▶ DIRECTIONS FOR THIS TASK: Write the data out again so that it matches word for word.
*** Opening of DATASET RECORDS ***
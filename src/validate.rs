//! The solution check
//!
//! A board is a valid solution iff each of its 27 houses (9 rows, 9
//! columns, 9 blocks) contains the digits 1 through 9 exactly once.
use crate::board::Board;
use crate::consts::BOARD_LENGTH;
use crate::errors::ValidationError;
use log::debug;

impl Board {
    /// Checks whether the board is a valid sudoku solution.
    ///
    /// The check is read only; validating the same board twice gives the
    /// same verdict.
    pub fn validate(&self) -> Result<(), ValidationError> {
        for i in 0..BOARD_LENGTH {
            if !(is_permutation(self.house_row(i))
                && is_permutation(self.house_column(i))
                && is_permutation(self.house_block(i)))
            {
                debug!("house {} fails the permutation check", i);
                return Err(ValidationError::InvalidSolution);
            }
        }
        Ok(())
    }

    fn house_row(&self, i: usize) -> [u8; 9] {
        let mut house = [0; 9];
        house.copy_from_slice(&self.0[i * BOARD_LENGTH..][..BOARD_LENGTH]);
        house
    }

    fn house_column(&self, i: usize) -> [u8; 9] {
        let mut house = [0; 9];
        for (j, slot) in house.iter_mut().enumerate() {
            *slot = self.0[j * BOARD_LENGTH + i];
        }
        house
    }

    // Block i sits at block row i/3, block column i%3; j walks the block
    // row major, so the cell row is (i/3)*3 + j/3 and the cell column is
    // (i*3) % 9 + j%3.
    fn house_block(&self, i: usize) -> [u8; 9] {
        let mut house = [0; 9];
        for (j, slot) in house.iter_mut().enumerate() {
            *slot = self.0[((i / 3) * 3 + j / 3) * BOARD_LENGTH + (i * 3) % BOARD_LENGTH + j % 3];
        }
        house
    }
}

fn is_permutation(mut house: [u8; 9]) -> bool {
    house.sort_unstable();
    house.iter().zip(1u8..=9).all(|(&digit, i)| digit == i)
}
*** Close of DATASET RECORDS ***
▶ EXERCISE ANSWER:
filename src/validate.rs
//! The solution check
//!
//! A board is a valid solution iff each of its 27 houses (9 rows, 9
//! columns, 9 blocks) contains the digits 1 through 9 exactly once.
use crate::board::Board;
use crate::consts::BOARD_LENGTH;
use crate::errors::ValidationError;
use log::debug;

impl Board {
    /// Checks whether the board is a valid sudoku solution.
    ///
    /// The check is read only; validating the same board twice gives the
    /// same verdict.
    pub fn validate(&self) -> Result<(), ValidationError> {
        for i in 0..BOARD_LENGTH {
            if !(is_permutation(self.house_row(i))
                && is_permutation(self.house_column(i))
                && is_permutation(self.house_block(i)))
            {
                debug!("house {} fails the permutation check", i);
                return Err(ValidationError::InvalidSolution);
            }
        }
        Ok(())
    }

    fn house_row(&self, i: usize) -> [u8; 9] {
        let mut house = [0; 9];
        house.copy_from_slice(&self.0[i * BOARD_LENGTH..][..BOARD_LENGTH]);
        house
    }

    fn house_column(&self, i: usize) -> [u8; 9] {
        let mut house = [0; 9];
        for (j, slot) in house.iter_mut().enumerate() {
            *slot = self.0[j * BOARD_LENGTH + i];
        }
        house
    }

    // Block i sits at block row i/3, block column i%3; j walks the block
    // row major, so the cell row is (i/3)*3 + j/3 and the cell column is
    // (i*3) % 9 + j%3.
    fn house_block(&self, i: usize) -> [u8; 9] {
        let mut house = [0; 9];
        for (j, slot) in house.iter_mut().enumerate() {
            *slot = self.0[((i / 3) * 3 + j / 3) * BOARD_LENGTH + (i * 3) % BOARD_LENGTH + j % 3];
        }
        house
    }
}

fn is_permutation(mut house: [u8; 9]) -> bool {
    house.sort_unstable();
    house.iter().zip(1u8..=9).all(|(&digit, i)| digit == i)
}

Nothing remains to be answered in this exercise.